Twenty-nine organizations, a few of them in the beginning stages, received grants to support grassroots racial, economic, criminal and social justice-oriented work. The average award was $3,000.
Ricardo, 45, a soft-spoken community organizer from Puebla, Mexico, is working with the recently formed Philadelphia Workers’ Association, a new Bread & Roses grantee, to secure a place for day laborers to congregate at Home Depot in Northeast Philadelphia.
Because they are heavily trafficked by contractors, Home Depot stores across the country have become an impromptu place for laborers to meet — and get hired — by potential employees. Dozens of workers with a mix of skill sets mill around their parking lots, hopeful to pick up a day’s wages.

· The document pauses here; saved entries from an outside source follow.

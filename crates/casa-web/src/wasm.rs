#![forbid(unsafe_code)]

//! `wasm-bindgen` exports for the SiteRunner.
//!
//! This module wraps [`super::runner_core::RunnerCore`] with JS-friendly types.
//! Only compiled on `wasm32` targets.

use js_sys::{Array, Object, Reflect};
use wasm_bindgen::JsCast;
use wasm_bindgen::prelude::*;

use super::runner_core::RunnerCore;

fn console_error(msg: &str) {
    let global = js_sys::global();
    let Ok(console) = Reflect::get(&global, &"console".into()) else {
        return;
    };
    let Ok(error) = Reflect::get(&console, &"error".into()) else {
        return;
    };
    let Ok(error_fn) = error.dyn_into::<js_sys::Function>() else {
        return;
    };
    let _ = error_fn.call1(&console, &JsValue::from_str(msg));
}

fn install_panic_hook() {
    use std::sync::Once;

    static ONCE: Once = Once::new();
    ONCE.call_once(|| {
        std::panic::set_hook(Box::new(|info| {
            let msg = if let Some(loc) = info.location() {
                format!(
                    "panic at {}:{}:{}: {info}",
                    loc.file(),
                    loc.line(),
                    loc.column()
                )
            } else {
                format!("panic: {info}")
            };
            console_error(&msg);
        }));
    });
}

/// Browser runner for the site.
///
/// Host-driven: the page script forwards events as JSON, calls `step` from
/// `requestAnimationFrame` and applies the effects from `takeEffects`.
#[wasm_bindgen]
pub struct SiteRunner {
    inner: RunnerCore,
}

#[wasm_bindgen(start)]
pub fn wasm_start() {
    install_panic_hook();
}

#[wasm_bindgen]
impl SiteRunner {
    /// Create a runner for the viewport size and `location.pathname`.
    #[wasm_bindgen(constructor)]
    pub fn new(width: f64, height: f64, location: &str) -> Result<SiteRunner, JsError> {
        install_panic_hook();
        let inner = RunnerCore::new(width, height, location)
            .map_err(|err| JsError::new(&err.to_string()))?;
        Ok(Self { inner })
    }

    /// Initialize the model. Call exactly once.
    pub fn init(&mut self) {
        self.inner.init();
    }

    /// Advance the clock by `dt_ms` milliseconds.
    #[wasm_bindgen(js_name = advanceTime)]
    pub fn advance_time(&mut self, dt_ms: f64) {
        self.inner.advance_time_ms(dt_ms);
    }

    /// Set the clock to a `requestAnimationFrame` timestamp.
    #[wasm_bindgen(js_name = setTime)]
    pub fn set_time(&mut self, ts_ms: f64) {
        self.inner.set_time_ms(ts_ms);
    }

    /// Set the clock from `performance.now()`.
    #[wasm_bindgen(js_name = syncClock)]
    pub fn sync_clock(&mut self) {
        self.inner.sync_clock();
    }

    /// Parse a JSON-encoded host event and queue it.
    /// Returns `true` if accepted, `false` if unsupported/malformed.
    #[wasm_bindgen(js_name = pushEvent)]
    pub fn push_event(&mut self, json: &str) -> bool {
        self.inner.push_encoded_input(json)
    }

    /// Queue a viewport resize, processed on the next step.
    pub fn resize(&mut self, width: f64, height: f64) {
        self.inner.resize(width, height);
    }

    /// Process queued events and advance motion.
    /// Returns `{ events_processed, reveals_fired, tick_fired, dirty, animating }`.
    pub fn step(&mut self) -> JsValue {
        let result = self.inner.step();
        let obj = Object::new();
        let _ = Reflect::set(
            &obj,
            &"events_processed".into(),
            &result.events_processed.into(),
        );
        let _ = Reflect::set(&obj, &"reveals_fired".into(), &result.reveals_fired.into());
        let _ = Reflect::set(&obj, &"tick_fired".into(), &result.tick_fired.into());
        let _ = Reflect::set(&obj, &"dirty".into(), &result.dirty.into());
        let _ = Reflect::set(&obj, &"animating".into(), &result.animating.into());
        obj.into()
    }

    /// Drain effects as a JSON array of `{ kind, ... }` objects.
    #[wasm_bindgen(js_name = takeEffects)]
    pub fn take_effects(&mut self) -> String {
        self.inner.take_effects_json()
    }

    /// Drain accumulated log lines. Returns `Array<string>`.
    #[wasm_bindgen(js_name = takeLogs)]
    pub fn take_logs(&mut self) -> Array {
        let logs = self.inner.take_logs();
        let arr = Array::new();
        for log in logs {
            arr.push(&JsValue::from_str(&log));
        }
        arr
    }

    /// Number of renders so far.
    #[wasm_bindgen(js_name = frameIdx)]
    pub fn frame_idx(&self) -> u64 {
        self.inner.frame_idx()
    }

    /// Current language code.
    pub fn language(&self) -> String {
        self.inner.language().to_owned()
    }

    /// Current route name.
    pub fn route(&self) -> String {
        self.inner.route().to_owned()
    }
}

About the laborers in Northeast Philly, Ricardo said: “Everybody has families. Each one pays bills, pays rent. We are looking only for jobs.”
Philadelphia Workers’ Association, known as PWA, is run by volunteers, some of whom frequent the Home Depot parking lot about once a week to “check in with everybody out there and try to help network among the workers,” said Geoff Gusoff, a medical student and volunteer organizer for PWA. The Media Mobilizing Project has also supported the group’s efforts.
Having designated space at Home Depot, Gusoff explained, will not only help the workers network and avoid ticketing — the police issue $200 fines to laborers looking for work on nearby streets — it will also force contractors to improve conditions for workers.
“Four workers that we know have died,” he said. “There’s a huge issue of exploitation of workers, both by unsafe conditions and stolen wages.”
With support from Bread & Roses and other funders, PWA will hire a temporary community organizer to work on the ground, alongside activists like Ricardo, to push for a verbal agreement with Home Depot to secure space. A Home Depot in Los Angeles has forged a model partnership with workers there.
Bread & Roses, founded in 1977, awards approximately $200,000 a year. Grants are determined by a diverse committee of community stewards, who allocate funds contributed by hundreds of individual donors. Other 2014 grantees included ACT UP Philadelphia, Books Through Bars, and Youth United for Change.
About 80 percent of Bread & Roses’ overall budget is dedicated to programming and grantmaking, noted Casey Cooke, the executive director.
“Unfortunately, we still live in a world with many injustices,” she said. “Bread & Roses believes that the best vehicle for real change is to put resources in the hands of the people who are most affected by the issues.”